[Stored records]
__________________________________________________
//! lowcode CLI entry point: parse arguments, set up logging, dispatch.

use clap::Parser;
use lowcode_cli::{cli, commands, error, logger, ui};
use miette::Result;

#[tokio::main]
async fn main() -> Result<()> {
    let args = cli::Cli::parse();

    logger::init_logger(args.verbose, args.quiet, args.no_color);
    ui::init_colors(args.no_color);

    let result = match args.command {
        cli::Command::Start(start_args) => commands::start_execute(start_args).await,
        cli::Command::Build(build_args) => commands::build_execute(build_args).await,
    };

    result.map_err(error::cli_error_to_miette)
}
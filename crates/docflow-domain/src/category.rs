//! Category module - the structural class assigned to a document

use serde::{Deserialize, Serialize};
use std::fmt;

/// Structural category of a document
///
/// The string identifiers (`invoice`, `resume`, `legal`, `unknown`) are shared
/// with persistence and task creation and must stay stable.
#[derive(Debug, Clone, Default, PartialEq, Eq, Hash, PartialOrd, Ord, Serialize, Deserialize)]
#[serde(into = "String", from = "String")]
pub enum Category {
    /// Bills and invoices
    Invoice,

    /// Resumes and CVs
    Resume,

    /// Court filings, contracts, statutes
    Legal,

    /// Nothing scored above zero
    #[default]
    Unknown,

    /// A category registered at startup (lowercase identifier)
    Custom(String),
}

impl Category {
    /// Built-in categories in registration order
    pub const BUILTIN: [Category; 3] = [Category::Invoice, Category::Resume, Category::Legal];

    /// Build a category from an identifier
    ///
    /// Identifiers are trimmed and lowercased. Built-in names map to their
    /// variants, anything else becomes [`Category::Custom`].
    ///
    /// # Examples
    ///
    /// ```
    /// use docflow_domain::Category;
    ///
    /// assert_eq!(Category::parse(" Invoice "), Category::Invoice);
    /// assert_eq!(
    ///     Category::parse("Purchase_Order"),
    ///     Category::Custom("purchase_order".to_string())
    /// );
    /// ```
    pub fn parse(s: &str) -> Self {
        let normalized = s.trim().to_lowercase();
        match normalized.as_str() {
            "invoice" => Category::Invoice,
            "resume" => Category::Resume,
            "legal" => Category::Legal,
            "unknown" => Category::Unknown,
            _ => Category::Custom(normalized),
        }
    }

    /// Get the stable string identifier
    pub fn as_str(&self) -> &str {
        match self {
            Category::Invoice => "invoice",
            Category::Resume => "resume",
            Category::Legal => "legal",
            Category::Unknown => "unknown",
            Category::Custom(name) => name,
        }
    }

    /// Whether this is one of the built-in categories (including `unknown`)
    pub fn is_builtin(&self) -> bool {
        !matches!(self, Category::Custom(_))
    }

    /// Whether this is the `unknown` fallback
    pub fn is_unknown(&self) -> bool {
        matches!(self, Category::Unknown)
    }
}

impl fmt::Display for Category {
    fn fmt(&self, f: &mut fmt::Formatter<'_>) -> fmt::Result {
        f.write_str(self.as_str())
    }
}

impl From<&str> for Category {
    fn from(s: &str) -> Self {
        Self::parse(s)
    }
}

impl From<String> for Category {
    fn from(s: String) -> Self {
        Self::parse(&s)
    }
}

impl From<Category> for String {
    fn from(category: Category) -> Self {
        category.as_str().to_string()
    }
}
__________________________________________________
Task objective: Read the entries and select each line where the word "Deserialize" is found.

Task solution:
use serde::{Deserialize, Serialize};
#[derive(Debug, Clone, Default, PartialEq, Eq, Hash, PartialOrd, Ord, Serialize, Deserialize)]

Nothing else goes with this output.